■ Directions for this task
Where the string "HashMap" occurs in a line of the entries below, copy that line.

= = = = = = =

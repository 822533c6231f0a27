//! LoRA adapter loading and merging into the base model's weights.
//!
//! A PEFT checkpoint stores, for each targeted linear layer, a down projection
//! `lora_A` (`r x in`) and an up projection `lora_B` (`out x r`). Merging folds
//! `scaling * B @ A` into the frozen base weight so generation runs at base-model
//! cost.

use std::{
    collections::{BTreeMap, BTreeSet},
    fs,
    path::{Path, PathBuf},
};

use serde::Deserialize;

use crate::error::ServiceError;

pub const ADAPTER_CONFIG_FILE: &str = "adapter_config.json";
pub const ADAPTER_WEIGHTS_FILE: &str = "adapter_model.safetensors";

const PEFT_PREFIX: &str = "base_model.model.";

#[derive(Debug, Clone, Deserialize)]
pub struct AdapterConfig {
    pub r: usize,
    pub lora_alpha: f64,
    #[serde(default)]
    pub target_modules: TargetModules,
    #[serde(default)]
    pub use_rslora: bool,
    #[serde(default)]
    pub base_model_name_or_path: Option<String>,
    #[serde(default)]
    pub peft_type: Option<String>,
}

/// PEFT accepts either an explicit module list or a single name/regex
/// (`"all-linear"`, `".*proj"`).
#[derive(Debug, Clone, PartialEq, Eq, Deserialize)]
#[serde(untagged)]
pub enum TargetModules {
    List(Vec<String>),
    Pattern(String),
}

impl Default for TargetModules {
    fn default() -> Self {
        TargetModules::List(Vec::new())
    }
}

impl AdapterConfig {
    pub fn from_file(path: &Path) -> Result<Self, ServiceError> {
        let raw = fs::read_to_string(path)?;
        let config: AdapterConfig = serde_json::from_str(&raw)?;
        config.validate()?;
        Ok(config)
    }

    fn validate(&self) -> Result<(), ServiceError> {
        if let Some(kind) = self.peft_type.as_deref() {
            if !kind.eq_ignore_ascii_case("lora") {
                return Err(ServiceError::Adapter(format!(
                    "unsupported peft_type {kind}, only LORA can be merged"
                )));
            }
        }
        if self.r == 0 {
            return Err(ServiceError::Adapter("adapter rank must be non-zero".into()));
        }
        Ok(())
    }

    pub fn scaling(&self) -> f64 {
        if self.use_rslora {
            self.lora_alpha / (self.r as f64).sqrt()
        } else {
            self.lora_alpha / self.r as f64
        }
    }

    /// Targeted module names (`q_proj`, ...) with no merged pair among `merged`.
    /// Only an explicit list can be checked.
    pub fn unmatched_targets<'a>(&self, merged: impl IntoIterator<Item = &'a str>) -> Vec<String> {
        let TargetModules::List(targets) = &self.target_modules else {
            return Vec::new();
        };
        let present: BTreeSet<&str> = merged.into_iter().filter_map(module_kind).collect();
        targets
            .iter()
            .filter(|target| !present.contains(target.as_str()))
            .cloned()
            .collect()
    }
}

/// `model.layers.0.self_attn.q_proj.weight` -> `q_proj`
fn module_kind(parameter: &str) -> Option<&str> {
    parameter.strip_suffix(".weight")?.rsplit('.').next()
}

/// Returns `dir` when it exists, otherwise downloads the adapter files for
/// `adapter_id` from the HuggingFace hub and returns their snapshot directory.
pub fn resolve_adapter_dir(adapter_id: &str, dir: &Path) -> Result<PathBuf, ServiceError> {
    if dir.exists() {
        return Ok(dir.to_path_buf());
    }
    tracing::info!(
        adapter = %adapter_id,
        path = %dir.display(),
        "adapter directory not found locally, fetching from the hub"
    );

    let hub_err = |e: hf_hub::api::sync::ApiError| ServiceError::Hub(format!("{adapter_id}: {e}"));
    let repo = hf_hub::api::sync::Api::new()
        .map_err(hub_err)?
        .model(adapter_id.to_string());
    let config_path = repo.get(ADAPTER_CONFIG_FILE).map_err(hub_err)?;
    repo.get(ADAPTER_WEIGHTS_FILE).map_err(hub_err)?;

    config_path
        .parent()
        .map(Path::to_path_buf)
        .ok_or_else(|| ServiceError::Hub(format!("{adapter_id}: snapshot has no parent directory")))
}

#[derive(Debug, Clone, Copy, PartialEq, Eq)]
pub enum LoraSide {
    A,
    B,
}

/// Maps a PEFT tensor key to the base parameter it modifies.
///
/// `base_model.model.model.layers.0.self_attn.q_proj.lora_A.weight` and
/// `...q_proj.lora_A.default.weight` both map to
/// `model.layers.0.self_attn.q_proj.weight`.
pub fn base_parameter_name(adapter_key: &str) -> Option<(String, LoraSide)> {
    let key = adapter_key.strip_prefix(PEFT_PREFIX).unwrap_or(adapter_key);
    let (module, rest) = key
        .split_once(".lora_A.")
        .map(|(m, r)| (m, (r, LoraSide::A)))
        .or_else(|| key.split_once(".lora_B.").map(|(m, r)| (m, (r, LoraSide::B))))?;
    let (suffix, side) = rest;
    match suffix {
        "weight" | "default.weight" => Some((format!("{module}.weight"), side)),
        _ => None,
    }
}

#[derive(Debug)]
pub struct LoraPair<T> {
    pub a: T,
    pub b: T,
}

/// Groups adapter tensors into A/B pairs keyed by base parameter name.
/// Keys that are not LoRA projections are skipped.
pub fn pair_lora_tensors<T>(
    tensors: impl IntoIterator<Item = (String, T)>,
) -> Result<BTreeMap<String, LoraPair<T>>, ServiceError> {
    let mut halves: BTreeMap<String, (Option<T>, Option<T>)> = BTreeMap::new();
    for (key, tensor) in tensors {
        let Some((param, side)) = base_parameter_name(&key) else {
            tracing::debug!(%key, "skipping non-LoRA adapter tensor");
            continue;
        };
        let entry = halves.entry(param).or_insert((None, None));
        match side {
            LoraSide::A => entry.0 = Some(tensor),
            LoraSide::B => entry.1 = Some(tensor),
        }
    }

    halves
        .into_iter()
        .map(|(param, halves)| match halves {
            (Some(a), Some(b)) => Ok((param, LoraPair { a, b })),
            (None, _) => Err(ServiceError::Adapter(format!("{param} has no lora_A"))),
            (_, None) => Err(ServiceError::Adapter(format!("{param} has no lora_B"))),
        })
        .collect()
}

#[cfg(feature = "tch-backend")]
pub use self::merge::{LoraAdapter, MergeSummary, apply_lora_delta};

#[cfg(feature = "tch-backend")]
mod merge {
    use std::{collections::HashMap, path::Path};

    use tch::{CModule, Kind, Tensor, no_grad};

    use super::{ADAPTER_CONFIG_FILE, ADAPTER_WEIGHTS_FILE, AdapterConfig, LoraPair};
    use crate::error::ServiceError;

    pub struct LoraAdapter {
        pub config: AdapterConfig,
        pairs: Vec<(String, LoraPair<Tensor>)>,
    }

    #[derive(Debug, Clone, Copy)]
    pub struct MergeSummary {
        pub merged_modules: usize,
        pub rank: usize,
        pub scaling: f64,
    }

    /// `weight += scaling * (B @ A)`, computed in f32 and cast back to the
    /// weight's kind and device.
    pub fn apply_lora_delta(
        name: &str,
        weight: &mut Tensor,
        pair: &LoraPair<Tensor>,
        scaling: f64,
    ) -> Result<(), ServiceError> {
        let delta = pair
            .b
            .to_kind(Kind::Float)
            .f_matmul(&pair.a.to_kind(Kind::Float))?
            .f_mul_scalar(scaling)?;
        if delta.size() != weight.size() {
            return Err(ServiceError::Adapter(format!(
                "{name}: delta shape {:?} does not match weight shape {:?}",
                delta.size(),
                weight.size()
            )));
        }

        let delta = delta.to_kind(weight.kind()).to_device(weight.device());
        no_grad(|| weight.f_add_(&delta))?;
        Ok(())
    }

    impl LoraAdapter {
        pub fn load(dir: &Path) -> Result<Self, ServiceError> {
            let config_path = dir.join(ADAPTER_CONFIG_FILE);
            let weights_path = dir.join(ADAPTER_WEIGHTS_FILE);
            for path in [&config_path, &weights_path] {
                if !path.exists() {
                    return Err(ServiceError::MissingArtifact(path.display().to_string()));
                }
            }

            let config = AdapterConfig::from_file(&config_path)?;
            let tensors = Tensor::read_safetensors(&weights_path)?;
            let pairs: Vec<_> = super::pair_lora_tensors(tensors)?.into_iter().collect();

            let unmatched = config.unmatched_targets(pairs.iter().map(|(name, _)| name.as_str()));
            if !unmatched.is_empty() {
                tracing::warn!(?unmatched, "adapter targets modules it carries no weights for");
            }

            Ok(Self { config, pairs })
        }

        /// Folds every pair into the module's parameters in place.
        pub fn merge_into(&self, module: &CModule) -> Result<MergeSummary, ServiceError> {
            let mut params: HashMap<String, Tensor> =
                module.named_parameters()?.into_iter().collect();
            self.merge_into_parameters(&mut params)
        }

        /// Parameters share storage with the module they were taken from.
        pub fn merge_into_parameters(
            &self,
            params: &mut HashMap<String, Tensor>,
        ) -> Result<MergeSummary, ServiceError> {
            let scaling = self.config.scaling();

            for (name, pair) in &self.pairs {
                let weight = params.get_mut(name).ok_or_else(|| {
                    ServiceError::Adapter(format!("base model has no parameter {name}"))
                })?;
                apply_lora_delta(name, weight, pair, scaling)?;
                tracing::debug!(parameter = %name, "merged LoRA delta");
            }

            Ok(MergeSummary {
                merged_modules: self.pairs.len(),
                rank: self.config.r,
                scaling,
            })
        }
    }

    #[cfg(test)]
    mod tests {
        use super::*;
        use crate::adapter::TargetModules;

        fn matrix(values: &[f32], rows: i64, cols: i64) -> Tensor {
            Tensor::from_slice(values).reshape([rows, cols])
        }

        fn rank_one_pair() -> LoraPair<Tensor> {
            LoraPair {
                a: matrix(&[1.0, 2.0], 1, 2),
                b: matrix(&[1.0, 3.0], 2, 1),
            }
        }

        fn adapter(pairs: Vec<(String, LoraPair<Tensor>)>) -> LoraAdapter {
            LoraAdapter {
                config: AdapterConfig {
                    r: 1,
                    lora_alpha: 2.0,
                    target_modules: TargetModules::List(vec!["q_proj".into()]),
                    use_rslora: false,
                    base_model_name_or_path: None,
                    peft_type: Some("LORA".into()),
                },
                pairs,
            }
        }

        #[test]
        fn delta_is_scaled_outer_product() {
            let mut weight = matrix(&[1.0, 1.0, 1.0, 1.0], 2, 2);
            apply_lora_delta("w", &mut weight, &rank_one_pair(), 2.0).unwrap();

            // B @ A = [[1, 2], [3, 6]]
            assert_eq!(weight.double_value(&[0, 0]), 3.0);
            assert_eq!(weight.double_value(&[0, 1]), 5.0);
            assert_eq!(weight.double_value(&[1, 0]), 7.0);
            assert_eq!(weight.double_value(&[1, 1]), 13.0);
        }

        #[test]
        fn delta_shape_mismatch_is_rejected() {
            let mut weight = matrix(&[0.0; 9], 3, 3);
            let err = apply_lora_delta("w", &mut weight, &rank_one_pair(), 1.0).unwrap_err();
            assert!(matches!(err, ServiceError::Adapter(_)));
            assert_eq!(weight.double_value(&[0, 0]), 0.0);
        }

        #[test]
        fn merge_updates_shared_parameter_storage() {
            let name = "model.layers.0.self_attn.q_proj.weight".to_string();
            let original = matrix(&[0.0; 4], 2, 2);
            let mut params = HashMap::from([(name.clone(), original.shallow_clone())]);

            let summary = adapter(vec![(name, rank_one_pair())])
                .merge_into_parameters(&mut params)
                .unwrap();

            assert_eq!(summary.merged_modules, 1);
            assert_eq!(summary.rank, 1);
            assert_eq!(summary.scaling, 2.0);
            assert_eq!(original.double_value(&[1, 1]), 12.0);
        }

        #[test]
        fn merge_requires_matching_parameter() {
            let mut params = HashMap::from([(
                "model.layers.0.self_attn.k_proj.weight".to_string(),
                matrix(&[0.0; 4], 2, 2),
            )]);
            let err = adapter(vec![(
                "model.layers.0.self_attn.q_proj.weight".to_string(),
                rank_one_pair(),
            )])
            .merge_into_parameters(&mut params)
            .unwrap_err();
            assert!(err.to_string().contains("no parameter model.layers.0.self_attn.q_proj.weight"));
        }
    }
}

= = = = = = =

■ Output below
    use std::{collections::HashMap, path::Path};
            let mut params: HashMap<String, Tensor> =
            params: &mut HashMap<String, Tensor>,
            let mut params = HashMap::from([(name.clone(), original.shallow_clone())]);
            let mut params = HashMap::from([(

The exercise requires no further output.